L’aide apportée, privilégiant les habitants « assurés et réguliers », laisse les plus précaires à la marge. « Avec la saison des pluies qui arrive, j’avais peur que ce soit à nouveau inondé. Donc je me suis débrouillée pour faire faire une dalle », déclare une habitante vivant dans une case SIM1 agrandie.
Aujourd’hui, la situation est toujours alarmante. Alors que la nouvelle saison cyclonique a débuté, des milliers de ménages sinistrés restent privés de logement digne et décent. Les réponses institutionnelles tardent à se structurer, et ne sont pas partout ni pour tous opérationnelles. La loi de refondation de Mayotte d’août 2025 prévoit 200 millions d’euros sur quatre ans, pour l’aménagement, la résorption de l’habitat insalubre et pour la construction de 24 000 logements sans pour autant indiquer à ce stade la part de logements sociaux, leur localisation et la planification des opérations.
« Le temps est venu d’agir rapidement, concrètement et durablement en donnant la priorité aux ménages les plus précaires. Il est essentiel d’intervenir sur l’ensemble des problématiques de l’habitat avec des objectifs de résultat : mise en sécurité des sinistrés oubliés depuis un an ; amélioration de l’habitat privé en dur ; production de logements très sociaux ; régulation des loyers dans le privé ; transformation des bidonvilles en quartiers aménagés avec et par leurs habitants », demande Matthieu Hoarau, directeur régional de la Fondation pour le Logement.

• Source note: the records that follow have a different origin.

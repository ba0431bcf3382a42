//! Request Normalizer/Validator.
//!
//! Turns a raw caller submission into an immutable [`RequestContext`]:
//! rejects empty, non-textual or too-short input, strips executable markup,
//! and truncates oversized text instead of failing.

mod sanitize;

pub use sanitize::strip_markup;

use crate::config::InputConfig;
use crate::tier::Tier;
use serde::{Deserialize, Serialize};
use thiserror::Error;

const MAX_REFERENCES: usize = 5;
const MAX_REFERENCE_EXCERPT: usize = 500;

/// Input validation failures. Always the caller's fault; never retried.
#[derive(Debug, Error, Clone, PartialEq, Eq)]
pub enum InputError {
    #[error("Request text is empty")]
    Empty,

    #[error("Request text must contain readable text")]
    NonTextual,

    #[error("Request text is too short ({actual} characters, minimum {min})")]
    TooShort { min: usize, actual: usize },

    #[error("Caller identifier is required")]
    MissingCaller,
}

/// Optional structured context attached by the caller.
#[derive(Debug, Clone, Default, PartialEq, Serialize, Deserialize)]
#[serde(default)]
pub struct StructuredContext {
    pub code_snippet: Option<String>,
    pub file: Option<String>,
    pub line: Option<u32>,
    /// Natural language of the request, e.g. "en".
    pub language: Option<String>,
    pub programming_language: Option<String>,
    pub category: Option<String>,
}

/// Externally fetched reference material, used only on tiers with lookup enabled.
#[derive(Debug, Clone, PartialEq, Eq, Serialize, Deserialize)]
pub struct ReferenceSnippet {
    pub title: String,
    pub url: String,
    pub excerpt: String,
}

/// Submission as received from the route layer.
#[derive(Debug, Clone, Default, Serialize, Deserialize)]
#[serde(default)]
pub struct RawRequest {
    pub caller_id: String,
    pub tier: String,
    pub text: String,
    pub context: Option<StructuredContext>,
    pub conversation_id: Option<String>,
    pub references: Vec<ReferenceSnippet>,
}

impl RawRequest {
    pub fn new(caller_id: impl Into<String>, tier: impl Into<String>, text: impl Into<String>) -> Self {
        Self {
            caller_id: caller_id.into(),
            tier: tier.into(),
            text: text.into(),
            ..Default::default()
        }
    }

    pub fn with_context(mut self, context: StructuredContext) -> Self {
        self.context = Some(context);
        self
    }

    pub fn with_conversation(mut self, conversation_id: impl Into<String>) -> Self {
        self.conversation_id = Some(conversation_id.into());
        self
    }

    pub fn with_references(mut self, references: Vec<ReferenceSnippet>) -> Self {
        self.references = references;
        self
    }
}

/// Normalized, immutable request.
#[derive(Debug, Clone, PartialEq)]
pub struct RequestContext {
    text: String,
    context: StructuredContext,
    caller_id: String,
    tier: Tier,
    conversation_id: Option<String>,
    references: Vec<ReferenceSnippet>,
    truncated: bool,
}

impl RequestContext {
    pub fn text(&self) -> &str {
        &self.text
    }

    pub fn context(&self) -> &StructuredContext {
        &self.context
    }

    pub fn caller_id(&self) -> &str {
        &self.caller_id
    }

    pub fn tier(&self) -> Tier {
        self.tier
    }

    pub fn conversation_id(&self) -> Option<&str> {
        self.conversation_id.as_deref()
    }

    pub fn references(&self) -> &[ReferenceSnippet] {
        &self.references
    }

    /// Whether the text was cut to the configured maximum.
    pub fn truncated(&self) -> bool {
        self.truncated
    }
}

/// Validates and normalizes raw submissions.
#[derive(Debug, Clone, Default)]
pub struct RequestNormalizer {
    config: InputConfig,
}

impl RequestNormalizer {
    pub fn new(config: InputConfig) -> Self {
        Self { config }
    }

    pub fn normalize(&self, raw: RawRequest) -> Result<RequestContext, InputError> {
        let caller_id = raw.caller_id.trim().to_string();
        if caller_id.is_empty() {
            return Err(InputError::MissingCaller);
        }

        let text = raw.text.trim();
        if text.is_empty() {
            return Err(InputError::Empty);
        }
        if !is_textual(text) {
            return Err(InputError::NonTextual);
        }

        let cleaned = strip_markup(text);
        let cleaned = cleaned.trim();
        let actual = cleaned.chars().count();
        if actual < self.config.min_length {
            return Err(InputError::TooShort {
                min: self.config.min_length,
                actual,
            });
        }

        let (text, truncated) = truncate_chars(cleaned, self.config.max_length);
        if truncated {
            tracing::info!(
                caller_id = %caller_id,
                original_chars = actual,
                max_chars = self.config.max_length,
                "Request text truncated"
            );
        }

        let mut context = raw.context.unwrap_or_default();
        if let Some(snippet) = context.code_snippet.take() {
            let (snippet, _) = truncate_chars(snippet.trim(), self.config.max_length);
            if !snippet.is_empty() {
                context.code_snippet = Some(snippet);
            }
        }

        let references = raw
            .references
            .into_iter()
            .filter(|r| !r.excerpt.trim().is_empty())
            .take(MAX_REFERENCES)
            .map(|r| ReferenceSnippet {
                title: strip_markup(&r.title),
                url: r.url,
                excerpt: truncate_chars(&strip_markup(&r.excerpt), MAX_REFERENCE_EXCERPT).0,
            })
            .collect();

        Ok(RequestContext {
            text,
            context,
            caller_id,
            tier: Tier::resolve(&raw.tier),
            conversation_id: raw
                .conversation_id
                .map(|c| c.trim().to_string())
                .filter(|c| !c.is_empty()),
            references,
            truncated,
        })
    }
}

/// Rejects binary payloads and strings made only of punctuation or control codes.
fn is_textual(text: &str) -> bool {
    if text.contains('\0') {
        return false;
    }
    let total = text.chars().count();
    let control = text
        .chars()
        .filter(|c| c.is_control() && !c.is_whitespace())
        .count();
    if control * 10 > total {
        return false;
    }
    text.chars().any(char::is_alphanumeric)
}

fn truncate_chars(text: &str, max: usize) -> (String, bool) {
    match text.char_indices().nth(max) {
        Some((idx, _)) => (text[..idx].to_string(), true),
        None => (text.to_string(), false),
    }
}

#[cfg(test)]
mod tests {
    use super::*;

    fn normalizer() -> RequestNormalizer {
        RequestNormalizer::default()
    }

    #[test]
    fn test_normalize_valid_request() {
        let ctx = normalizer()
            .normalize(RawRequest::new("user-1", "pro", "  undefined is not a function  "))
            .unwrap();
        assert_eq!(ctx.text(), "undefined is not a function");
        assert_eq!(ctx.caller_id(), "user-1");
        assert_eq!(ctx.tier(), Tier::Pro);
        assert!(!ctx.truncated());
    }

    #[test]
    fn test_normalize_empty() {
        let err = normalizer()
            .normalize(RawRequest::new("user-1", "free", "   \n\t "))
            .unwrap_err();
        assert_eq!(err, InputError::Empty);
    }

    #[test]
    fn test_normalize_too_short() {
        let err = normalizer()
            .normalize(RawRequest::new("user-1", "free", "help me"))
            .unwrap_err();
        assert_eq!(err, InputError::TooShort { min: 10, actual: 7 });
    }

    #[test]
    fn test_normalize_non_textual() {
        let n = normalizer();
        assert_eq!(
            n.normalize(RawRequest::new("u", "free", "!!!!!!!!!!!!????")).unwrap_err(),
            InputError::NonTextual
        );
        assert_eq!(
            n.normalize(RawRequest::new("u", "free", "abc\0defghijkl")).unwrap_err(),
            InputError::NonTextual
        );
        assert_eq!(
            n.normalize(RawRequest::new("u", "free", "\u{1}\u{2}\u{3}\u{4}ab\u{5}\u{6}"))
                .unwrap_err(),
            InputError::NonTextual
        );
    }

    #[test]
    fn test_normalize_missing_caller() {
        let err = normalizer()
            .normalize(RawRequest::new("  ", "free", "a perfectly fine question"))
            .unwrap_err();
        assert_eq!(err, InputError::MissingCaller);
    }

    #[test]
    fn test_normalize_truncates_long_text() {
        let n = RequestNormalizer::new(InputConfig {
            min_length: 10,
            max_length: 50,
        });
        let ctx = n
            .normalize(RawRequest::new("u", "free", "é".repeat(120)))
            .unwrap();
        assert_eq!(ctx.text().chars().count(), 50);
        assert!(ctx.truncated());
    }

    #[test]
    fn test_normalize_markup_only_is_too_short() {
        let err = normalizer()
            .normalize(RawRequest::new("u", "free", "<script>alert('hello world')</script>"))
            .unwrap_err();
        assert!(matches!(err, InputError::TooShort { .. }));
    }

    #[test]
    fn test_normalize_unknown_tier_fails_closed() {
        let ctx = normalizer()
            .normalize(RawRequest::new("u", "superuser", "my build fails with E0382"))
            .unwrap();
        assert_eq!(ctx.tier(), Tier::Free);
    }

    #[test]
    fn test_normalize_blank_conversation_id_dropped() {
        let ctx = normalizer()
            .normalize(RawRequest::new("u", "pro", "my build fails with E0382").with_conversation("  "))
            .unwrap();
        assert_eq!(ctx.conversation_id(), None);
    }

    #[test]
    fn test_normalize_bounds_references() {
        let refs = (0..8)
            .map(|i| ReferenceSnippet {
                title: format!("doc {}", i),
                url: format!("https://docs.example.com/{}", i),
                excerpt: "x".repeat(900),
            })
            .collect();
        let ctx = normalizer()
            .normalize(RawRequest::new("u", "pro", "my build fails with E0382").with_references(refs))
            .unwrap();
        assert_eq!(ctx.references().len(), MAX_REFERENCES);
        assert!(ctx
            .references()
            .iter()
            .all(|r| r.excerpt.chars().count() == MAX_REFERENCE_EXCERPT));
    }

    #[test]
    fn test_truncate_chars_boundary() {
        assert_eq!(truncate_chars("abc", 3), ("abc".to_string(), false));
        assert_eq!(truncate_chars("abcd", 3), ("abc".to_string(), true));
    }
}
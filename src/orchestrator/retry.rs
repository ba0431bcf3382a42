//! Timeout-bounded attempts with exponential backoff on one chain entry.

use crate::agent::{AgentError, AnalysisAgent};
use crate::config::OrchestratorConfig;
use crate::prompt::PromptPayload;
use crate::tier::BackendConfig;
use crate::types::AnalysisResult;
use tokio::time::Instant;

#[derive(Debug, Clone)]
pub(crate) struct RetryPolicy {
    config: OrchestratorConfig,
}

impl RetryPolicy {
    pub(crate) fn new(config: &OrchestratorConfig) -> Self {
        Self {
            config: config.clone(),
        }
    }

    /// Call `agent` until it succeeds, fails permanently or retries run out.
    ///
    /// The attempt and all of its retries share one deadline. Hitting it
    /// ends the attempt with `Timeout`; the in-flight call is dropped, so a
    /// late answer can never be observed.
    pub(crate) async fn call(
        &self,
        agent: &dyn AnalysisAgent,
        prompt: &PromptPayload,
        backend: &BackendConfig,
    ) -> Result<AnalysisResult, AgentError> {
        let budget = self.config.attempt_timeout();
        let deadline = Instant::now() + budget;
        let timed_out = || AgentError::Timeout(budget.as_millis() as u64);

        let mut retry = 0;
        loop {
            let outcome = tokio::time::timeout_at(deadline, agent.generate(prompt, backend))
                .await
                .map_err(|_| timed_out())?;

            match outcome {
                Ok(result) => return Ok(result),
                Err(e) if e.is_transient() && retry < self.config.max_retries => {
                    let delay = self.config.backoff_delay(retry);
                    if Instant::now() + delay >= deadline {
                        tracing::debug!(
                            provider = %backend.provider,
                            model = %backend.model,
                            retries = retry,
                            error_class = e.class(),
                            "Attempt deadline leaves no room for another retry"
                        );
                        return Err(e);
                    }
                    tracing::debug!(
                        provider = %backend.provider,
                        model = %backend.model,
                        retry = retry + 1,
                        delay_ms = delay.as_millis() as u64,
                        error_class = e.class(),
                        "Retrying transient backend failure"
                    );
                    tokio::time::sleep(delay).await;
                    retry += 1;
                }
                Err(e) => return Err(e),
            }
        }
    }
}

Enfin, à Mayotte, les prestations sociales et familiales, RSA, AAH2, le Smic, sont plus faibles ou aux conditions d’attribution plus restrictives que dans l’Hexagone. Cela empêche les ménages d’accéder et de se maintenir dans un logement digne et décent faute de ressources suffisantes. L’ordonnance censée rapprocher progressivement la législation sociale de Mayotte de celle de l’Hexagone dès 2026 reste pour l’heure une promesse.
Les pouvoirs publics doivent se donner les moyens d’appliquer le droit au logement, en associant toutes les forces vives du territoire (État, collectivités, institutions, associations et habitant.es). C’est une condition indispensable pour sortir durablement de la spirale de la précarité et des crises récurrentes.
1 Offre en accession à la propriété, qui reprend la forme de l’habitat traditionnel, pour des ménages aux revenus très faibles, produite entre 1980 et 2004.
2 Allocation Adulte Handicapé.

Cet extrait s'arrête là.